Your objective:
The lines from the top of the data down to the line with "archives, and any" should be repeated exactly, both ends included.

Extracted data:
########################################

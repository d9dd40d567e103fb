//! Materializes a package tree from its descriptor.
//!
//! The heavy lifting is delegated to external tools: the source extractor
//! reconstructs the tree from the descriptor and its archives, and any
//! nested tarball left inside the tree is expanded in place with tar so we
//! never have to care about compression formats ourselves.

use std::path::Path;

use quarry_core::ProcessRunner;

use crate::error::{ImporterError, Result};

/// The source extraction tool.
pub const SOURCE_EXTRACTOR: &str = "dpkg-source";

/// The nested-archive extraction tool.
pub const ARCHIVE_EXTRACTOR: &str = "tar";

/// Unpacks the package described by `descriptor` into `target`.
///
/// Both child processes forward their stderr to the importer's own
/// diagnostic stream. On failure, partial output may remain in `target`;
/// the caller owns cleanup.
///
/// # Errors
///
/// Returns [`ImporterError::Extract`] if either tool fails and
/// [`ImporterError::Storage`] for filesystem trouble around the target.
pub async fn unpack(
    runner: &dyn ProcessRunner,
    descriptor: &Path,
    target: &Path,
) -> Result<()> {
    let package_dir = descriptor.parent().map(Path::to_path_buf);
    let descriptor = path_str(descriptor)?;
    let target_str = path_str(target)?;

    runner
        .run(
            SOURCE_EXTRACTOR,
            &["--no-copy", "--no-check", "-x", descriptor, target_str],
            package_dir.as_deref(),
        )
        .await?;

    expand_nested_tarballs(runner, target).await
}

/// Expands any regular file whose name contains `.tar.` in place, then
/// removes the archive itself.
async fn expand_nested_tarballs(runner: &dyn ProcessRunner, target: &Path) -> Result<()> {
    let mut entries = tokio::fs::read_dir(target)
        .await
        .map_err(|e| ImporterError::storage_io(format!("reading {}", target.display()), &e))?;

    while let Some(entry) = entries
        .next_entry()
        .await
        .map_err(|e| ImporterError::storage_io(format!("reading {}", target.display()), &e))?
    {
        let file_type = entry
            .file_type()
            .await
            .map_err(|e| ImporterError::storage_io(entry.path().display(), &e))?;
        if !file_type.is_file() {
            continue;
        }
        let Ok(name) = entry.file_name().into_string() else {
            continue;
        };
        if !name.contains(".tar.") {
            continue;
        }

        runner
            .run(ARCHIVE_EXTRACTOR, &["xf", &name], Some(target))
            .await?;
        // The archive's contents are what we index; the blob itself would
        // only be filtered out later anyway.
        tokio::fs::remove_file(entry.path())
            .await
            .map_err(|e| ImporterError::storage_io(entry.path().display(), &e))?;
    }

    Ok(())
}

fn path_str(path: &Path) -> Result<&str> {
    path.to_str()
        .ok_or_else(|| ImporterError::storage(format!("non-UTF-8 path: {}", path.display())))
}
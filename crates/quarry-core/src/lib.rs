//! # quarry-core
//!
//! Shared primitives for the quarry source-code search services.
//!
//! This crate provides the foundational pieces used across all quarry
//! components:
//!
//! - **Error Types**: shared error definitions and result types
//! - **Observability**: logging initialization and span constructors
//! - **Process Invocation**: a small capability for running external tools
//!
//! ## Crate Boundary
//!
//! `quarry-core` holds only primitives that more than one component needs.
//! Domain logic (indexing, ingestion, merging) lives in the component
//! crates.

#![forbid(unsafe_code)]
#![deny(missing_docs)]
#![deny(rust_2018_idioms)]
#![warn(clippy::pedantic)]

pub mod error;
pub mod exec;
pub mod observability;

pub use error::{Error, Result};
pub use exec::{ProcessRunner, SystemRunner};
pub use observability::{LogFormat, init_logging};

########################################

Exercise response:
repository d9dd40d567e103fb
//! Materializes a package tree from its descriptor.
//!
//! The heavy lifting is delegated to external tools: the source extractor
//! reconstructs the tree from the descriptor and its archives, and any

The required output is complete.